This blog contains material I wrote and posted on multiply.com between the years 2005 and 2011 only. It does not contain any new material. For newer writing, please check my main blog (Bill the Butcher).
Tuesday, 27 November 2012
Ever heard of Mubarak Muhammad Abdullahi? No? He's a 24 year old physics undergraduate from Kano, Nigeria.
So what, you ask?
Mr Abdullahi is a big fan of action movies and a keen student of helicopter aerobatics in those action movies. And so what's such a big deal about that? There must be hundreds like him right here on this website.

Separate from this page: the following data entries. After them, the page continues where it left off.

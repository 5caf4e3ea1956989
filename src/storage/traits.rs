//! Storage trait definitions

use crate::graph::{BuildError, EntityStore};
use thiserror::Error;

/// Errors that can occur while loading a snapshot
#[derive(Debug, Error)]
pub enum StorageError {
    #[error("Database error: {0}")]
    Database(#[from] rusqlite::Error),

    #[error("Serialization error: {0}")]
    Serialization(#[from] serde_json::Error),

    #[error("IO error: {0}")]
    Io(#[from] std::io::Error),

    #[error("Invalid graph data: {0}")]
    Build(#[from] BuildError),

    #[error("Membership row references missing {table} row {id}")]
    DanglingRow { table: &'static str, id: i64 },
}

/// Result type for storage operations
pub type StorageResult<T> = Result<T, StorageError>;

/// Something an [`EntityStore`] snapshot can be loaded from.
///
/// Implementations must be thread-safe (Send + Sync) so an engine can reload
/// from a background thread while queries run against the previous snapshot.
pub trait SnapshotSource: Send + Sync {
    /// Read the whole graph into a fresh store
    fn load(&self) -> StorageResult<EntityStore>;

    /// Human-readable description of the source, recorded in store metadata
    fn describe(&self) -> String;
}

Mr Abdullahi is not your typical 24 year old college student and action movie buff. Mr Abdullahi didn't just watch helicopters flying around on the TV screen - he went ahead and built his own. He used aluminum scrap, seats from a Toyota, the engine of a Honda Civic, and parts cannibalised from a crashed Boeing 747. He financed it himself with money earned from repairing computers and mobile phones. It even flies.
Way to go.
Think about it - a young man collecting scrap metal, sundry spare parts, etc, etc, and knocking together a helicopter that - for all its deficiencies - at least can get off the ground each time its maker wants it to.
That isn't a joke, is it now.
Typically, for a "Third World" (that phrase again) nation, Mr Abdullahi has got no kind of recognition, no help whatsoever, for his feat. Nor will he - this sort of thing is hardly unique to Nigeria. India, for example, is chock-a-block with unsung inventors whose eco-friendly, cheap creations are either overlooked or actually punished - like a farmer some years ago who knocked together a three wheeled, fuel-efficient, mini-tractor. He was, if I'm not mistaken, penalised for creating a non-authorised vehicle. I don't know what happened to the tractor.
No wonder all the talent flees overseas as fast as it can. The Bush regime for one would be crippled without the efforts of scientists from the same "Third World".
Now of course I am not suggesting Mr Abdullahi and his fellow amateur inventors can take over the market with their hand-built products. However, the talent is there, brimming over, and ignoring it is just going to ruin it and drive it underground. It's a classic reason why we remain underdeveloped.
I hope now that the world has finally heard of Mr Abdullahi, he gets some kind of recognition, and others like him also get their due. I hope so, but I'm not hopeful - if you get what I mean.
Watson said he was "inherently gloomy about the prospect of Africa" because "all our social policies are based on the fact that their intelligence is the same as ours – whereas all the testing says not really”. That's the usual excuse advanced by those Westerners who love to pass off the results of centuries of colonial exploitation and artificial borders as the inherent traits of the black African.
It's up to Africans like Mr Abdullahi to prove him wrong.